EXERCISE: Record by record, give the entire listing again exactly.

RECORDS FOR THE EXERCISE:

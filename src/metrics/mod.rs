//! Prometheus exposition. Command throughput/failure counters are registered
//! next to the code that increments them (see the lifecycle engine); this
//! module only gathers the default registry and encodes it for `/metrics`.

use lazy_static::lazy_static;
use prometheus::{register_histogram_vec, Encoder, HistogramVec, TextEncoder};
use thiserror::Error;

lazy_static! {
    pub static ref HTTP_REQUEST_DURATION: HistogramVec = register_histogram_vec!(
        "fieldops_http_request_duration_seconds",
        "HTTP request latency by method and path",
        &["method", "path"]
    )
    .expect("metric can be created");
}

#[derive(Debug, Error)]
pub enum MetricsError {
    #[error("Failed to export metrics: {0}")]
    ExportError(String),
}

/// Render every registered metric in Prometheus text format.
pub async fn metrics_handler() -> Result<String, MetricsError> {
    let metric_families = prometheus::gather();
    let mut buffer = Vec::new();
    let encoder = TextEncoder::new();
    encoder
        .encode(&metric_families, &mut buffer)
        .map_err(|e| MetricsError::ExportError(e.to_string()))?;
    String::from_utf8(buffer).map_err(|e| MetricsError::ExportError(e.to_string()))
}
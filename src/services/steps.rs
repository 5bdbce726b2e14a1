//! Step execution: checklist toggles, quality results, and the completion
//! gate. Step definitions are frozen once work starts so that what the
//! technician saw on site is what the audit trail shows.

use chrono::{DateTime, Utc};
use serde::{Deserialize, Serialize};
use utoipa::ToSchema;
use validator::Validate;

use crate::errors::ServiceError;
use crate::models::job::{
    ChecklistItem, JobAggregate, QualityCheck, QualityOutcome, StepKind, StepResult,
};

/// Reject elapsed times beyond a week; retried mobile submissions have been
/// seen carrying garbage values.
pub const MAX_STEP_MINUTES: i64 = 7 * 24 * 60;

#[derive(Debug, Clone, Serialize, Deserialize, ToSchema, Validate)]
pub struct ChecklistItemDefinition {
    #[validate(length(min = 1, max = 300))]
    pub label: String,
    #[serde(default)]
    pub required: bool,
}

#[derive(Debug, Clone, Serialize, Deserialize, ToSchema, Validate)]
pub struct StepDefinition {
    #[validate(length(min = 1, max = 64))]
    pub step_code: String,
    pub kind: StepKind,
    #[serde(default)]
    #[validate]
    pub checklist: Vec<ChecklistItemDefinition>,
    #[serde(default)]
    pub estimated_minutes: Option<i64>,
}

/// Insert a step or replace an existing definition with the same code.
/// Replacing resets execution state; only allowed while the job is still
/// being planned.
pub fn upsert_step(job: &mut JobAggregate, definition: StepDefinition) -> Result<(), ServiceError> {
    if !job.status.allows_step_definition() {
        return Err(job.invalid_transition("upsert_step"));
    }

    let step = StepResult {
        step_code: definition.step_code.clone(),
        kind: definition.kind,
        checklist: definition
            .checklist
            .into_iter()
            .map(|item| ChecklistItem {
                label: item.label,
                required: item.required,
                checked: false,
                photo_urls: Vec::new(),
                note: None,
            })
            .collect(),
        quality: Vec::new(),
        estimated_minutes: definition.estimated_minutes,
        actual_minutes: None,
        completed: false,
    };

    match job.step_mut(&step.step_code) {
        Some(existing) => *existing = step,
        None => job.steps.push(step),
    }
    Ok(())
}

pub fn remove_step(job: &mut JobAggregate, step_code: &str) -> Result<(), ServiceError> {
    if !job.status.allows_step_definition() {
        return Err(job.invalid_transition("remove_step"));
    }
    let index = job
        .steps
        .iter()
        .position(|s| s.step_code == step_code)
        .ok_or_else(|| ServiceError::StepNotFound(step_code.to_string()))?;
    job.steps.remove(index);
    Ok(())
}

/// Set a checklist item's checked state, optionally attaching photo evidence
/// and a note. Re-applying the same state is a no-op so that retried requests
/// from flaky field connectivity cannot corrupt state.
pub fn toggle_checklist(
    job: &mut JobAggregate,
    step_code: &str,
    item_index: usize,
    checked: bool,
    photo_urls: Option<Vec<String>>,
    note: Option<String>,
) -> Result<(), ServiceError> {
    if !job.status.allows_execution() {
        return Err(job.invalid_transition("toggle_checklist"));
    }
    let step = job
        .step_mut(step_code)
        .ok_or_else(|| ServiceError::StepNotFound(step_code.to_string()))?;
    let item = step.checklist.get_mut(item_index).ok_or_else(|| {
        ServiceError::ValidationError(format!(
            "step `{step_code}` has no checklist item {item_index}"
        ))
    })?;

    item.checked = checked;
    if let Some(urls) = photo_urls {
        item.photo_urls = urls;
    }
    if note.is_some() {
        item.note = note;
    }
    Ok(())
}

/// Record a typed quality result, replacing any previous result for the same
/// key.
pub fn record_quality(
    job: &mut JobAggregate,
    step_code: &str,
    key: String,
    outcome: QualityOutcome,
    now: DateTime<Utc>,
) -> Result<(), ServiceError> {
    if !job.status.allows_execution() {
        return Err(job.invalid_transition("record_quality"));
    }
    let step = job
        .step_mut(step_code)
        .ok_or_else(|| ServiceError::StepNotFound(step_code.to_string()))?;

    let check = QualityCheck {
        key,
        outcome,
        recorded_at: now,
    };
    match step.quality.iter_mut().find(|q| q.key == check.key) {
        Some(existing) => *existing = check,
        None => step.quality.push(check),
    }
    Ok(())
}

/// Mark a step complete. Idempotent: completing an already-completed step
/// returns `Ok(false)` and changes nothing. Returns `Ok(true)` when the step
/// transitioned.
pub fn complete_step(
    job: &mut JobAggregate,
    step_code: &str,
    elapsed_minutes: i64,
) -> Result<bool, ServiceError> {
    if !job.status.allows_execution() {
        return Err(job.invalid_transition("complete_step"));
    }
    let step = job
        .step_mut(step_code)
        .ok_or_else(|| ServiceError::StepNotFound(step_code.to_string()))?;

    if step.completed {
        return Ok(false);
    }
    if !(0..=MAX_STEP_MINUTES).contains(&elapsed_minutes) {
        return Err(ServiceError::InvalidDuration(elapsed_minutes));
    }
    let pending = step.pending_required_items();
    if !pending.is_empty() {
        return Err(ServiceError::RequiredItemsPending {
            step_code: step_code.to_string(),
            pending,
        });
    }

    step.completed = true;
    step.actual_minutes = Some(elapsed_minutes);
    Ok(true)
}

SOLVED EXERCISE:
filename src/metrics/mod.rs
//! Prometheus exposition. Command throughput/failure counters are registered
//! next to the code that increments them (see the lifecycle engine); this
//! module only gathers the default registry and encodes it for `/metrics`.

use lazy_static::lazy_static;
use prometheus::{register_histogram_vec, Encoder, HistogramVec, TextEncoder};
use thiserror::Error;

lazy_static! {
    pub static ref HTTP_REQUEST_DURATION: HistogramVec = register_histogram_vec!(
        "fieldops_http_request_duration_seconds",
        "HTTP request latency by method and path",
        &["method", "path"]
    )
    .expect("metric can be created");
}

#[derive(Debug, Error)]
pub enum MetricsError {
    #[error("Failed to export metrics: {0}")]
    ExportError(String),
}

/// Render every registered metric in Prometheus text format.
pub async fn metrics_handler() -> Result<String, MetricsError> {
    let metric_families = prometheus::gather();
    let mut buffer = Vec::new();
    let encoder = TextEncoder::new();
    encoder
        .encode(&metric_families, &mut buffer)
        .map_err(|e| MetricsError::ExportError(e.to_string()))?;
    String::from_utf8(buffer).map_err(|e| MetricsError::ExportError(e.to_string()))
}
filename src/services/steps.rs
repository 5bdbce726b2e14a1
//! Step execution: checklist toggles, quality results, and the completion
//! gate. Step definitions are frozen once work starts so that what the
//! technician saw on site is what the audit trail shows.

use chrono::{DateTime, Utc};
use serde::{Deserialize, Serialize};
use utoipa::ToSchema;
use validator::Validate;

use crate::errors::ServiceError;
use crate::models::job::{
    ChecklistItem, JobAggregate, QualityCheck, QualityOutcome, StepKind, StepResult,
};

/// Reject elapsed times beyond a week; retried mobile submissions have been
/// seen carrying garbage values.
pub const MAX_STEP_MINUTES: i64 = 7 * 24 * 60;

#[derive(Debug, Clone, Serialize, Deserialize, ToSchema, Validate)]
pub struct ChecklistItemDefinition {
    #[validate(length(min = 1, max = 300))]
    pub label: String,
    #[serde(default)]
    pub required: bool,
}

#[derive(Debug, Clone, Serialize, Deserialize, ToSchema, Validate)]
pub struct StepDefinition {
    #[validate(length(min = 1, max = 64))]
    pub step_code: String,
    pub kind: StepKind,
    #[serde(default)]
    #[validate]
    pub checklist: Vec<ChecklistItemDefinition>,
    #[serde(default)]
    pub estimated_minutes: Option<i64>,
}

/// Insert a step or replace an existing definition with the same code.
/// Replacing resets execution state; only allowed while the job is still
/// being planned.
pub fn upsert_step(job: &mut JobAggregate, definition: StepDefinition) -> Result<(), ServiceError> {
    if !job.status.allows_step_definition() {
        return Err(job.invalid_transition("upsert_step"));
    }

    let step = StepResult {
        step_code: definition.step_code.clone(),
        kind: definition.kind,
        checklist: definition
            .checklist
            .into_iter()
            .map(|item| ChecklistItem {
                label: item.label,
                required: item.required,
                checked: false,
                photo_urls: Vec::new(),
                note: None,
            })
            .collect(),
        quality: Vec::new(),
        estimated_minutes: definition.estimated_minutes,
        actual_minutes: None,
        completed: false,
    };

    match job.step_mut(&step.step_code) {
        Some(existing) => *existing = step,
        None => job.steps.push(step),
    }
    Ok(())
}

pub fn remove_step(job: &mut JobAggregate, step_code: &str) -> Result<(), ServiceError> {
    if !job.status.allows_step_definition() {
        return Err(job.invalid_transition("remove_step"));
    }
    let index = job
        .steps
        .iter()
        .position(|s| s.step_code == step_code)
        .ok_or_else(|| ServiceError::StepNotFound(step_code.to_string()))?;
    job.steps.remove(index);
    Ok(())
}

/// Set a checklist item's checked state, optionally attaching photo evidence
/// and a note. Re-applying the same state is a no-op so that retried requests
/// from flaky field connectivity cannot corrupt state.
pub fn toggle_checklist(
    job: &mut JobAggregate,
    step_code: &str,
    item_index: usize,
    checked: bool,
    photo_urls: Option<Vec<String>>,
    note: Option<String>,
) -> Result<(), ServiceError> {
    if !job.status.allows_execution() {
        return Err(job.invalid_transition("toggle_checklist"));
    }
    let step = job
        .step_mut(step_code)
        .ok_or_else(|| ServiceError::StepNotFound(step_code.to_string()))?;
    let item = step.checklist.get_mut(item_index).ok_or_else(|| {
        ServiceError::ValidationError(format!(
            "step `{step_code}` has no checklist item {item_index}"
        ))
    })?;

    item.checked = checked;
    if let Some(urls) = photo_urls {
        item.photo_urls = urls;
    }
    if note.is_some() {
        item.note = note;
    }
    Ok(())
}

/// Record a typed quality result, replacing any previous result for the same
/// key.
pub fn record_quality(
    job: &mut JobAggregate,
    step_code: &str,
    key: String,
    outcome: QualityOutcome,
    now: DateTime<Utc>,
) -> Result<(), ServiceError> {
    if !job.status.allows_execution() {
        return Err(job.invalid_transition("record_quality"));
    }
    let step = job
        .step_mut(step_code)
        .ok_or_else(|| ServiceError::StepNotFound(step_code.to_string()))?;

    let check = QualityCheck {
        key,
        outcome,
        recorded_at: now,
    };
    match step.quality.iter_mut().find(|q| q.key == check.key) {
        Some(existing) => *existing = check,
        None => step.quality.push(check),
    }
    Ok(())
}

/// Mark a step complete. Idempotent: completing an already-completed step
/// returns `Ok(false)` and changes nothing. Returns `Ok(true)` when the step
/// transitioned.
pub fn complete_step(
    job: &mut JobAggregate,
    step_code: &str,
    elapsed_minutes: i64,
) -> Result<bool, ServiceError> {
    if !job.status.allows_execution() {
        return Err(job.invalid_transition("complete_step"));
    }
    let step = job
        .step_mut(step_code)
        .ok_or_else(|| ServiceError::StepNotFound(step_code.to_string()))?;

    if step.completed {
        return Ok(false);
    }
    if !(0..=MAX_STEP_MINUTES).contains(&elapsed_minutes) {
        return Err(ServiceError::InvalidDuration(elapsed_minutes));
    }
    let pending = step.pending_required_items();
    if !pending.is_empty() {
        return Err(ServiceError::RequiredItemsPending {
            step_code: step_code.to_string(),
            pending,
        });
    }

    step.completed = true;
    step.actual_minutes = Some(elapsed_minutes);
    Ok(true)
}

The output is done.